Abstrakter Expressionismus

Die als Abstrakter Expressionismus bekannte Stilrichtung in der Malerei nahm ihren Anfang etwa um 1940, also noch während des Zweiten Weltkriegs. In Europa erreichte er seinen Höhepunkt zwischen 1950 und 1960.

Vorbild Amerika

Der Trend entstand zunächst in Amerika und wurde von der New York School populär gemacht. Begünstigt wurde die Entwicklung in Amerika auch durch die Zuwanderung vieler europäischer Künstler, die dem Nazi Regime und seiner Verdammung moderner Kunst zu entfliehen versuchten.

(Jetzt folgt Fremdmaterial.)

//! Admin API handlers (local only).
//!
//! These endpoints are only accessible from localhost and provide
//! moderation of submitted toilets.
//!
//! ## Endpoints
//!
//! - `GET /admin/toilets/pending` - Toilets awaiting approval
//! - `PUT /admin/toilets/{id}/approval` - Approve or reject a toilet
//! - `GET /admin/stats` - Entity counts and blob usage
//!
//! ## Security
//!
//! The admin API is bound to 127.0.0.1 only and should never be
//! exposed to the public internet.

use axum::{
    extract::{Path, State},
    routing::{get, put},
    Json, Router,
};
use serde::Serialize;
use tracing::info;
use uuid::Uuid;

use crate::error::Result;
use crate::models::{ApprovalRequest, ToiletResponse};
use crate::services::{DatabaseStats, StorageStats};
use crate::state::AppState;

/// GET /admin/toilets/pending
async fn pending_toilets(State(state): State<AppState>) -> Result<Json<Vec<ToiletResponse>>> {
    Ok(Json(state.toilets.pending()?))
}

/// PUT /admin/toilets/{id}/approval
async fn set_approval(
    State(state): State<AppState>,
    Path(id): Path<Uuid>,
    Json(request): Json<ApprovalRequest>,
) -> Result<Json<ToiletResponse>> {
    let toilet = state.toilets.set_approval(id, request.approved)?;
    info!(id = %id, approved = request.approved, "Moderated toilet");
    Ok(Json(toilet))
}

/// GET /admin/stats
async fn get_stats(State(state): State<AppState>) -> Result<Json<AdminStatsResponse>> {
    Ok(Json(AdminStatsResponse {
        entities: state.db.stats()?,
        storage: state.storage.get_stats().await?,
    }))
}

/// Admin stats response
#[derive(Debug, Serialize)]
pub struct AdminStatsResponse {
    pub entities: DatabaseStats,
    pub storage: StorageStats,
}

/// Create admin routes
pub fn admin_routes() -> Router<AppState> {
    Router::new()
        .route("/toilets/pending", get(pending_toilets))
        .route("/toilets/{id}/approval", put(set_approval))
        .route("/stats", get(get_stats))
}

Abstrakter Expressionismus – Ausleben der Spontaneität

Die Kunstrichtung Abstrakter Expressionismus vermittelt sich dem Betrachter durch eine symbolische Formsprache, die verschiedenen Emotionen zu Bild bring, die auf den Künstler in einem gegebenen Moment einströmen. Der Abstrakte Expressionismus lebt durch das Gefühl des Künstlers, seine Intuition und Spontaneität. Perfektion und Vernunft sind zum Erschaffen dieser Bilder unwesentlich und treten in den Hintergrund.

Innerhalb des Abstrakten Expressionismus findet man verschiedene Techniken. Zu den bekanntesten gehört das „Drip-Painting“, das von Jackson Pollack eingesetzt wurde. Zu erwähnen ist auch das sogenannte „Colour-Field-Painting“ und das „All-Over-Painting“. Einige der wichtigsten Vertreter dieser Stilrichtung sind William Baziotes, Hans Hoffman und Clyfford Still.